> _Assignment_: Please copy the material under this line exactly, keeping every line.

> _Records for this exercise_:
+ + + + +
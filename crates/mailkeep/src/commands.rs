//! Command handlers.

use std::io::{self, Write as _};
use std::path::PathBuf;

use anyhow::{Context, Result, bail};
use mailkeep_core::{
    AccountChanges, AccountStatus, AccountSummary, ConfigStore, CredentialManager, ErrorKind,
    KeyringStore, RemovalPolicy, ServerAddress,
};
use tracing::debug;

type Manager = CredentialManager<KeyringStore>;

/// Opens the manager with a probed keyring backend.
fn open(config: Option<PathBuf>) -> Result<Manager> {
    CredentialManager::open(config).context(
        "cannot open the credential store; make sure you are logged into a desktop session \
         and the system keyring is unlocked",
    )
}

/// y/N confirmation prompt.
fn confirm(message: &str) -> Result<bool> {
    print!("{message} [y/N]: ");
    io::stdout().flush()?;
    let mut input = String::new();
    io::stdin().read_line(&mut input)?;
    Ok(matches!(input.trim().to_lowercase().as_str(), "y" | "yes"))
}

fn prompt_password(prompt: &str) -> Result<String> {
    rpassword::prompt_password(prompt).context("failed to read password")
}

/// List command handler
pub fn cmd_list(config: Option<PathBuf>, json: bool) -> Result<()> {
    let manager = open(config)?;
    let summaries = manager.summaries()?;

    if json {
        println!("{}", serde_json::to_string_pretty(&summaries)?);
        return Ok(());
    }

    if summaries.is_empty() {
        println!("No accounts stored.");
        return Ok(());
    }

    print_table(&summaries);

    let count = |status| summaries.iter().filter(|s| s.status == status).count();
    println!();
    println!(
        "Summary: {} working, {} plaintext, {} missing passwords, {} errors",
        count(AccountStatus::SecretPresent),
        count(AccountStatus::LegacyPlaintext),
        count(AccountStatus::MetadataOnly),
        count(AccountStatus::Unreadable),
    );
    Ok(())
}

fn print_table(summaries: &[AccountSummary]) {
    let width = |f: fn(&AccountSummary) -> &str, header: &str| {
        summaries
            .iter()
            .map(|s| f(s).chars().count())
            .chain([header.len()])
            .max()
            .unwrap_or_default()
    };
    let name_w = width(|s| &s.name, "ACCOUNT");
    let user_w = width(|s| &s.username, "USERNAME");
    let server_w = width(|s| &s.server, "SERVER");

    println!(
        "{:<name_w$}  {:<user_w$}  {:<server_w$}  PASSWORD",
        "ACCOUNT", "USERNAME", "SERVER"
    );
    for s in summaries {
        println!(
            "{:<name_w$}  {:<user_w$}  {:<server_w$}  {}",
            s.name,
            s.username,
            s.server,
            s.status.label()
        );
    }
}

/// Show command handler
pub fn cmd_show(config: Option<PathBuf>, name: &str) -> Result<()> {
    let manager = open(config)?;
    let Some(summary) = manager.summaries()?.into_iter().find(|s| s.name == name) else {
        bail!("account '{name}' not found");
    };

    println!("Account:  {}", summary.name);
    println!("Username: {}", summary.username);
    match ServerAddress::parse(&summary.server) {
        Ok(addr) => {
            println!("Server:   {}", addr.host);
            println!("Port:     {}", addr.port);
            println!("Security: {}", addr.security.display_name());
        }
        Err(e) => {
            debug!("unparsed server descriptor: {e}");
            println!("Server:   {}", summary.server);
        }
    }
    println!("Password: {}", summary.status.label());
    Ok(())
}

/// Add command handler
pub fn cmd_add(
    config: Option<PathBuf>,
    name: &str,
    username: &str,
    server: &str,
    password: Option<String>,
    force: bool,
) -> Result<()> {
    let manager = open(config)?;

    if !force
        && manager.list()?.iter().any(|n| n == name)
        && !confirm(&format!("Account '{name}' already exists. Overwrite?"))?
    {
        println!("Operation cancelled.");
        return Ok(());
    }

    let password = match password {
        Some(p) => p,
        None => prompt_password("Password: ")?,
    };

    manager.add(name, username, &password, server)?;
    println!("Account '{name}' added.");
    println!("Password stored in {}.", manager.backend_info().name);
    Ok(())
}

/// Update command handler
pub fn cmd_update(
    config: Option<PathBuf>,
    name: &str,
    username: Option<String>,
    server: Option<String>,
    password: Option<String>,
) -> Result<()> {
    let password = match password.as_deref() {
        Some("") => Some(prompt_password("New password: ")?),
        _ => password,
    };
    let changes = AccountChanges {
        username,
        password,
        server,
    };
    if changes.is_empty() {
        println!("No changes specified.");
        return Ok(());
    }

    let manager = open(config)?;
    match manager.update(name, changes) {
        Ok(Some(updated)) => {
            println!("Account '{name}' updated.");
            println!("  Username: {}", updated.username);
            println!("  Server:   {}", updated.server);
            Ok(())
        }
        Ok(None) => bail!("account '{name}' not found"),
        Err(e) if e.kind() == ErrorKind::PasswordNotFound => Err(anyhow::Error::new(e)
            .context(format!("supply a new password with: mailkeep update {name} --password"))),
        Err(e) => Err(e.into()),
    }
}

/// Remove command handler
pub fn cmd_remove(config: Option<PathBuf>, name: &str, force: bool, strict: bool) -> Result<()> {
    let policy = if strict {
        RemovalPolicy::Strict
    } else {
        RemovalPolicy::Lenient
    };
    let manager = open(config)?.with_removal_policy(policy);

    if !manager.list()?.iter().any(|n| n == name) {
        bail!("account '{name}' not found");
    }
    if !force && !confirm(&format!("Remove account '{name}'?"))? {
        println!("Operation cancelled.");
        return Ok(());
    }

    if manager.remove(name)? {
        println!("Account '{name}' removed.");
        Ok(())
    } else {
        bail!("account '{name}' not found")
    }
}

/// Migrate command handler
pub fn cmd_migrate(config: Option<PathBuf>, yes: bool) -> Result<()> {
    let manager = open(config)?;
    let pending = manager.legacy_accounts()?;

    if pending.is_empty() {
        println!("All accounts already use secure storage.");
        return Ok(());
    }

    println!("Found {} account(s) with plaintext passwords:", pending.len());
    for name in &pending {
        println!("  - {name}");
    }
    if !yes && !confirm("Move these passwords into the keyring?")? {
        println!("Migration cancelled.");
        return Ok(());
    }

    let report = manager.migrate_all()?;
    for name in report.migrated() {
        println!("Migrated: {name}");
    }
    for (name, e) in report.failed() {
        eprintln!("Failed to migrate {name}: {e}");
    }

    let migrated = report.migrated().count();
    println!("{migrated}/{} account(s) migrated.", report.outcomes.len());
    if report.is_complete() {
        Ok(())
    } else {
        bail!("{} account(s) could not be migrated", report.failed().count())
    }
}

/// Info command handler
///
/// Works even when the keyring is unusable, so the probe failure can be shown.
pub fn cmd_info(config: Option<PathBuf>, json: bool) -> Result<()> {
    let store = match config {
        Some(path) => ConfigStore::new(path),
        None => ConfigStore::open_default()?,
    };
    let manager = CredentialManager::new(store, KeyringStore::probe());
    let backend = manager.backend_info();
    let summaries = manager.summaries()?;

    if json {
        let info = serde_json::json!({
            "config_file": manager.config().path(),
            "backend": backend,
            "accounts": summaries,
        });
        println!("{}", serde_json::to_string_pretty(&info)?);
        return Ok(());
    }

    println!("Config file: {}", manager.config().path().display());
    println!();
    println!("Keyring backend:");
    println!("  Backend:    {}", backend.id);
    println!("  Name:       {}", backend.name);
    println!("  Priority:   {}", backend.priority);
    println!("  Persistent: {}", if backend.persistent { "yes" } else { "no" });
    match (backend.available, &backend.detail) {
        (Some(true), _) => println!("  Status:     available"),
        (_, Some(detail)) => println!("  Status:     unavailable ({detail})"),
        _ => println!("  Status:     unknown"),
    }

    println!();
    println!("Accounts: {} stored", summaries.len());
    for s in &summaries {
        let mark = if s.status.is_usable() { "ok" } else { "!!" };
        println!("  [{mark}] {} ({})", s.name, s.status.label());
    }
    Ok(())
}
+ + + + +
> _Response for this exercise_:
filename crates/mailkeep/src/commands.rs
//! Command handlers.

use std::io::{self, Write as _};
use std::path::PathBuf;

use anyhow::{Context, Result, bail};
use mailkeep_core::{
    AccountChanges, AccountStatus, AccountSummary, ConfigStore, CredentialManager, ErrorKind,
    KeyringStore, RemovalPolicy, ServerAddress,
};
use tracing::debug;

type Manager = CredentialManager<KeyringStore>;

/// Opens the manager with a probed keyring backend.
fn open(config: Option<PathBuf>) -> Result<Manager> {
    CredentialManager::open(config).context(
        "cannot open the credential store; make sure you are logged into a desktop session \
         and the system keyring is unlocked",
    )
}

/// y/N confirmation prompt.
fn confirm(message: &str) -> Result<bool> {
    print!("{message} [y/N]: ");
    io::stdout().flush()?;
    let mut input = String::new();
    io::stdin().read_line(&mut input)?;
    Ok(matches!(input.trim().to_lowercase().as_str(), "y" | "yes"))
}

fn prompt_password(prompt: &str) -> Result<String> {
    rpassword::prompt_password(prompt).context("failed to read password")
}

/// List command handler
pub fn cmd_list(config: Option<PathBuf>, json: bool) -> Result<()> {
    let manager = open(config)?;
    let summaries = manager.summaries()?;

    if json {
        println!("{}", serde_json::to_string_pretty(&summaries)?);
        return Ok(());
    }

    if summaries.is_empty() {
        println!("No accounts stored.");
        return Ok(());
    }

    print_table(&summaries);

    let count = |status| summaries.iter().filter(|s| s.status == status).count();
    println!();
    println!(
        "Summary: {} working, {} plaintext, {} missing passwords, {} errors",
        count(AccountStatus::SecretPresent),
        count(AccountStatus::LegacyPlaintext),
        count(AccountStatus::MetadataOnly),
        count(AccountStatus::Unreadable),
    );
    Ok(())
}

fn print_table(summaries: &[AccountSummary]) {
    let width = |f: fn(&AccountSummary) -> &str, header: &str| {
        summaries
            .iter()
            .map(|s| f(s).chars().count())
            .chain([header.len()])
            .max()
            .unwrap_or_default()
    };
    let name_w = width(|s| &s.name, "ACCOUNT");
    let user_w = width(|s| &s.username, "USERNAME");
    let server_w = width(|s| &s.server, "SERVER");

    println!(
        "{:<name_w$}  {:<user_w$}  {:<server_w$}  PASSWORD",
        "ACCOUNT", "USERNAME", "SERVER"
    );
    for s in summaries {
        println!(
            "{:<name_w$}  {:<user_w$}  {:<server_w$}  {}",
            s.name,
            s.username,
            s.server,
            s.status.label()
        );
    }
}

/// Show command handler
pub fn cmd_show(config: Option<PathBuf>, name: &str) -> Result<()> {
    let manager = open(config)?;
    let Some(summary) = manager.summaries()?.into_iter().find(|s| s.name == name) else {
        bail!("account '{name}' not found");
    };

    println!("Account:  {}", summary.name);
    println!("Username: {}", summary.username);
    match ServerAddress::parse(&summary.server) {
        Ok(addr) => {
            println!("Server:   {}", addr.host);
            println!("Port:     {}", addr.port);
            println!("Security: {}", addr.security.display_name());
        }
        Err(e) => {
            debug!("unparsed server descriptor: {e}");
            println!("Server:   {}", summary.server);
        }
    }
    println!("Password: {}", summary.status.label());
    Ok(())
}

/// Add command handler
pub fn cmd_add(
    config: Option<PathBuf>,
    name: &str,
    username: &str,
    server: &str,
    password: Option<String>,
    force: bool,
) -> Result<()> {
    let manager = open(config)?;

    if !force
        && manager.list()?.iter().any(|n| n == name)
        && !confirm(&format!("Account '{name}' already exists. Overwrite?"))?
    {
        println!("Operation cancelled.");
        return Ok(());
    }

    let password = match password {
        Some(p) => p,
        None => prompt_password("Password: ")?,
    };

    manager.add(name, username, &password, server)?;
    println!("Account '{name}' added.");
    println!("Password stored in {}.", manager.backend_info().name);
    Ok(())
}

/// Update command handler
pub fn cmd_update(
    config: Option<PathBuf>,
    name: &str,
    username: Option<String>,
    server: Option<String>,
    password: Option<String>,
) -> Result<()> {
    let password = match password.as_deref() {
        Some("") => Some(prompt_password("New password: ")?),
        _ => password,
    };
    let changes = AccountChanges {
        username,
        password,
        server,
    };
    if changes.is_empty() {
        println!("No changes specified.");
        return Ok(());
    }

    let manager = open(config)?;
    match manager.update(name, changes) {
        Ok(Some(updated)) => {
            println!("Account '{name}' updated.");
            println!("  Username: {}", updated.username);
            println!("  Server:   {}", updated.server);
            Ok(())
        }
        Ok(None) => bail!("account '{name}' not found"),
        Err(e) if e.kind() == ErrorKind::PasswordNotFound => Err(anyhow::Error::new(e)
            .context(format!("supply a new password with: mailkeep update {name} --password"))),
        Err(e) => Err(e.into()),
    }
}

/// Remove command handler
pub fn cmd_remove(config: Option<PathBuf>, name: &str, force: bool, strict: bool) -> Result<()> {
    let policy = if strict {
        RemovalPolicy::Strict
    } else {
        RemovalPolicy::Lenient
    };
    let manager = open(config)?.with_removal_policy(policy);

    if !manager.list()?.iter().any(|n| n == name) {
        bail!("account '{name}' not found");
    }
    if !force && !confirm(&format!("Remove account '{name}'?"))? {
        println!("Operation cancelled.");
        return Ok(());
    }

    if manager.remove(name)? {
        println!("Account '{name}' removed.");
        Ok(())
    } else {
        bail!("account '{name}' not found")
    }
}

/// Migrate command handler
pub fn cmd_migrate(config: Option<PathBuf>, yes: bool) -> Result<()> {
    let manager = open(config)?;
    let pending = manager.legacy_accounts()?;

    if pending.is_empty() {
        println!("All accounts already use secure storage.");
        return Ok(());
    }

    println!("Found {} account(s) with plaintext passwords:", pending.len());
    for name in &pending {
        println!("  - {name}");
    }
    if !yes && !confirm("Move these passwords into the keyring?")? {
        println!("Migration cancelled.");
        return Ok(());
    }

    let report = manager.migrate_all()?;
    for name in report.migrated() {
        println!("Migrated: {name}");
    }
    for (name, e) in report.failed() {
        eprintln!("Failed to migrate {name}: {e}");
    }

    let migrated = report.migrated().count();
    println!("{migrated}/{} account(s) migrated.", report.outcomes.len());
    if report.is_complete() {
        Ok(())
    } else {
        bail!("{} account(s) could not be migrated", report.failed().count())
    }
}

/// Info command handler
///
/// Works even when the keyring is unusable, so the probe failure can be shown.
pub fn cmd_info(config: Option<PathBuf>, json: bool) -> Result<()> {
    let store = match config {
        Some(path) => ConfigStore::new(path),
        None => ConfigStore::open_default()?,
    };
    let manager = CredentialManager::new(store, KeyringStore::probe());
    let backend = manager.backend_info();
    let summaries = manager.summaries()?;

    if json {
        let info = serde_json::json!({
            "config_file": manager.config().path(),
            "backend": backend,
            "accounts": summaries,
        });
        println!("{}", serde_json::to_string_pretty(&info)?);
        return Ok(());
    }

    println!("Config file: {}", manager.config().path().display());
    println!();
    println!("Keyring backend:");
    println!("  Backend:    {}", backend.id);
    println!("  Name:       {}", backend.name);
    println!("  Priority:   {}", backend.priority);
    println!("  Persistent: {}", if backend.persistent { "yes" } else { "no" });
    match (backend.available, &backend.detail) {
        (Some(true), _) => println!("  Status:     available"),
        (_, Some(detail)) => println!("  Status:     unavailable ({detail})"),
        _ => println!("  Status:     unknown"),
    }

    println!();
    println!("Accounts: {} stored", summaries.len());
    for s in &summaries {
        let mark = if s.status.is_usable() { "ok" } else { "!!" };
        println!("  [{mark}] {} ({})", s.name, s.status.label());
    }
    Ok(())
}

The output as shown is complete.